The lake is a Class B reservoir for the New York City water supply system and, unusually for the area, outflows north through Peach Lake Brook into the East Branch Reservoir in the town of Southeast, which is part of the Croton Reservoir system.

==Demographics==

As of the census of 2000, there were 1,671 people, 617 households, and 468 families residing in the CDP. The population density was 619.2 PD/sqmi. There were 743 housing units at an average density of 275.3 /sqmi. The racial makeup of the CDP was 97.19% White, 0.54% African American, 0.12% Native American, 0.78% Asian, 0.42% from other races, and 0.96% from two or more races. Hispanic or Latino of any race were 2.63% of the population.

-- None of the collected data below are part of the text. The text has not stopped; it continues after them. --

//! TypedRegistry - Handler の登録と dispatch
//!
//! # 学習ポイント
//! - HashMap での型消去された trait object の管理
//! - Generic methods での登録と型安全性
//!
//! Built once at startup (mutable), then used read-only by the receive loop.

use std::collections::HashMap;
use std::sync::Arc;

use serde_json::Value;
use tracing::{debug, warn};

use super::handler::{DynHandler, Handler, TypedHandler};
use super::notification::Notification;
use crate::store::AppState;

/// RegistryError は TypedRegistry の操作エラー
#[derive(Debug, thiserror::Error)]
pub enum RegistryError {
    #[error("Handler for action '{0}' is already registered")]
    AlreadyRegistered(String),
}

/// Result of routing one notification.
#[derive(Debug, Clone, PartialEq, Eq)]
pub enum DispatchOutcome {
    Applied,
    /// No handler for this action (forward compatibility).
    Ignored,
    /// Known action, payload failed to decode; state untouched.
    Malformed(String),
}

#[derive(Default)]
pub struct TypedRegistry {
    handlers: HashMap<&'static str, Arc<dyn DynHandler>>,
}

impl TypedRegistry {
    pub fn new() -> Self {
        Self {
            handlers: HashMap::new(),
        }
    }

    pub fn register<N: Notification, H: Handler<N> + 'static>(
        &mut self,
        handler: H,
    ) -> Result<(), RegistryError> {
        if self.handlers.contains_key(N::ACTION) {
            return Err(RegistryError::AlreadyRegistered(N::ACTION.to_string()));
        }
        self.handlers
            .insert(N::ACTION, Arc::new(TypedHandler::<N, H>::new(handler)));
        Ok(())
    }

    pub fn get(&self, action: &str) -> Option<Arc<dyn DynHandler>> {
        self.handlers.get(action).cloned()
    }

    pub fn registered_actions(&self) -> Vec<String> {
        let mut actions: Vec<String> = self.handlers.keys().map(|a| a.to_string()).collect();
        actions.sort();
        actions
    }

    pub fn len(&self) -> usize {
        self.handlers.len()
    }

    pub fn is_empty(&self) -> bool {
        self.handlers.is_empty()
    }

    /// Apply one notification to `state`.
    ///
    /// A malformed payload leaves `state` untouched: the payload is decoded
    /// in full before the handler runs.
    pub fn dispatch(&self, state: &mut AppState, action: &str, payload: Value) -> DispatchOutcome {
        let Some(handler) = self.handlers.get(action) else {
            debug!(action, "no handler registered; ignoring notification");
            return DispatchOutcome::Ignored;
        };
        match handler.apply_dyn(state, payload) {
            Ok(()) => DispatchOutcome::Applied,
            Err(err) => {
                warn!(action, error = %err, "malformed notification payload; skipped");
                DispatchOutcome::Malformed(err.to_string())
            }
        }
    }
}

#[cfg(test)]
mod tests {
    use super::*;
    use crate::domain::events::{ExecutorDeleted, WorkflowDeleted};
    use crate::domain::WorkflowId;
    use serde_json::json;

    fn drop_workflow(state: &mut AppState, event: WorkflowDeleted) {
        state.workflows.retain(|w| w.id != event.workflow_id);
    }

    fn drop_executor(state: &mut AppState, event: ExecutorDeleted) {
        state.executors.retain(|e| e.id != event.executor_id);
    }

    #[test]
    fn test_register_and_get() {
        let mut registry = TypedRegistry::new();
        registry.register::<WorkflowDeleted, _>(drop_workflow).unwrap();
        assert!(registry.get("workflow.deleted").is_some());
        assert!(registry.get("workflow.created").is_none());
    }

    #[test]
    fn test_double_registration() {
        let mut registry = TypedRegistry::new();
        registry.register::<WorkflowDeleted, _>(drop_workflow).unwrap();
        let result = registry.register::<WorkflowDeleted, _>(drop_workflow);
        assert!(matches!(result, Err(RegistryError::AlreadyRegistered(_))));
    }

    #[test]
    fn test_registered_actions_sorted() {
        let mut registry = TypedRegistry::new();
        registry.register::<WorkflowDeleted, _>(drop_workflow).unwrap();
        registry.register::<ExecutorDeleted, _>(drop_executor).unwrap();
        assert_eq!(
            registry.registered_actions(),
            vec!["executor.deleted".to_string(), "workflow.deleted".to_string()]
        );
    }

    #[test]
    fn unknown_actions_are_ignored() {
        let registry = TypedRegistry::new();
        let mut state = AppState::default();
        let outcome = registry.dispatch(&mut state, "hologram.updated", json!({}));
        assert_eq!(outcome, DispatchOutcome::Ignored);
    }

    #[test]
    fn malformed_payload_is_reported_not_applied() {
        let mut registry = TypedRegistry::new();
        registry.register::<WorkflowDeleted, _>(drop_workflow).unwrap();

        let mut state = AppState::default();
        state.workflows.push(crate::domain::Workflow {
            id: WorkflowId::new("w1"),
            workspace_id: "ws".into(),
            name: "Board".to_string(),
            description: None,
        });

        let outcome = registry.dispatch(&mut state, "workflow.deleted", json!({ "id": 7 }));
        assert!(matches!(outcome, DispatchOutcome::Malformed(_)));
        assert_eq!(state.workflows.len(), 1);
    }
}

There were 617 households, out of which 37.4% had children under the age of 18 living with them, 64.0% were married couples living together, 9.4% had a female householder with no husband present, and 24.1% were non-families. 20.7% of all households were made up of individuals, and 7.1% had someone living alone who was 65 years of age or older. The average household size was 2.71 and the average family size was 3.16.

In the CDP, the population was spread out, with 27.6% under the age of 18, 4.5% from 18 to 24, 27.8% from 25 to 44, 26.6% from 45 to 64, and 13.5% who were 65 years of age or older. The median age was 40 years. For every 100 females, there were 100.4 males. For every 100 females age 18 and over, there were 94.8 males.

The median income for a household in the CDP was $72,222, and the median income for a family was $82,222. Males had a median income of $55,529 versus $39,479 for females. The per capita income for the CDP was $33,340. None of the families was below the poverty line.

Historical population
| Census | Pop. | Note | %± |
| 2020 | 1,885 |  | — |
U.S. Decennial Census

==Education==
The Peach Lake census-designated place in Putnam County is divided between the North Salem Central School District and the Brewster Central School District. All of the Peach Lake census-designated place in Westchester County is in the North Salem Central School District.